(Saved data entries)
***

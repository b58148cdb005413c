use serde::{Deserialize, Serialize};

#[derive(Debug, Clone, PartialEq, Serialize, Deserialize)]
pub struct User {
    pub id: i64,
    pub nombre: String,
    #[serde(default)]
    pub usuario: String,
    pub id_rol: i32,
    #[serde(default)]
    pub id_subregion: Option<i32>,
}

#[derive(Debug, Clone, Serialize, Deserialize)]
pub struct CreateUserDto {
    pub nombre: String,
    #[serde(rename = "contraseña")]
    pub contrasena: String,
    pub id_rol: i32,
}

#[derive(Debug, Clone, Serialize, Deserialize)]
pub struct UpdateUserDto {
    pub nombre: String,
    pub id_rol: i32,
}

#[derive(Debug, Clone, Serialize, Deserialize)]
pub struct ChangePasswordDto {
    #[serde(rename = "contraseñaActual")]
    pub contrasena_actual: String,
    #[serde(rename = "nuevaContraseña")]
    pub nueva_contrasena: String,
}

***

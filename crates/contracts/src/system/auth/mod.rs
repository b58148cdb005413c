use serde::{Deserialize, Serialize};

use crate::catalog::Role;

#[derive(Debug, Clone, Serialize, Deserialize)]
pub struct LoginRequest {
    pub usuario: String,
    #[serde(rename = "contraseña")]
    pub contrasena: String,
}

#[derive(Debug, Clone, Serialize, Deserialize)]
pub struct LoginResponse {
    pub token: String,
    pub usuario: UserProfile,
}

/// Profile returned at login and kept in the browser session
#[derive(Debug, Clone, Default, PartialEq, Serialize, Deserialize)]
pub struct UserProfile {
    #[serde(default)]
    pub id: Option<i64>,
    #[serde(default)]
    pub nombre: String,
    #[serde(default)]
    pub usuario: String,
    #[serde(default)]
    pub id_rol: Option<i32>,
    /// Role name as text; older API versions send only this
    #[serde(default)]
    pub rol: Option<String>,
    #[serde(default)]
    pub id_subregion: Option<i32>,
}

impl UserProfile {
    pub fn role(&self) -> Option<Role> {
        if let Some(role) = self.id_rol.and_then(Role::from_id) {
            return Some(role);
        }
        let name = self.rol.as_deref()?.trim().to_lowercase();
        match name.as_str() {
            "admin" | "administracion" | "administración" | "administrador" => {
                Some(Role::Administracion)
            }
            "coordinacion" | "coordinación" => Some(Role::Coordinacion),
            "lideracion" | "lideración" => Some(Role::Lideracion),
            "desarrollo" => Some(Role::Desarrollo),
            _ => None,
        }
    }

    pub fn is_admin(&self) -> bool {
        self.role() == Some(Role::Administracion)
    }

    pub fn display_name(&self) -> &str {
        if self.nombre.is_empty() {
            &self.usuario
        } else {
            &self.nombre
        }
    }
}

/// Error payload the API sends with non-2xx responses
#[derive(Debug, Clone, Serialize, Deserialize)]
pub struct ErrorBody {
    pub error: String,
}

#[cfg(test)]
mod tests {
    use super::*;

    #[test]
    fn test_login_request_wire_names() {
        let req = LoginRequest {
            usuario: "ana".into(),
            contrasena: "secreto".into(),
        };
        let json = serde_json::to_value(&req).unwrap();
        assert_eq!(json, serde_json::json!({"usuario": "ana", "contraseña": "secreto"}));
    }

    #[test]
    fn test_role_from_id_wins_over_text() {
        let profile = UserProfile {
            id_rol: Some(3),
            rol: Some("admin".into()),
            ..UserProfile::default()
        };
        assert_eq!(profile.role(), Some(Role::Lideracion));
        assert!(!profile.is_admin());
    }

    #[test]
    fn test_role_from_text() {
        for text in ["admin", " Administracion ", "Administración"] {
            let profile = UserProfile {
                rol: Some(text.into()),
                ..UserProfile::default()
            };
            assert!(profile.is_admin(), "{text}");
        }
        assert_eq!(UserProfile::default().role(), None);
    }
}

***

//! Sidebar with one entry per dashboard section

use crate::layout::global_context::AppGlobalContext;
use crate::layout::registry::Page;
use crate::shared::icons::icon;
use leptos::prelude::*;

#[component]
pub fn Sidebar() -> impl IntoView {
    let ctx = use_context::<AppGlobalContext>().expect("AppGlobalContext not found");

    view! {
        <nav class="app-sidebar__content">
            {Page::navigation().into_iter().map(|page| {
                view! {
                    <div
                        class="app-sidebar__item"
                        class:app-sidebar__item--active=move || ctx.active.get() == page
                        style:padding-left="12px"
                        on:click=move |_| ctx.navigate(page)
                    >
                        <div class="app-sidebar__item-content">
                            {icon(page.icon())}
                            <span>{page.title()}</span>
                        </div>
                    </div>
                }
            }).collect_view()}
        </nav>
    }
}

***

* [GOAL OF THE EXERCISE] Look over the records above, and wherever a line contains the string "layout", copy that line.

* [ANSWER SECTION]
use crate::layout::global_context::AppGlobalContext;
use crate::layout::registry::Page;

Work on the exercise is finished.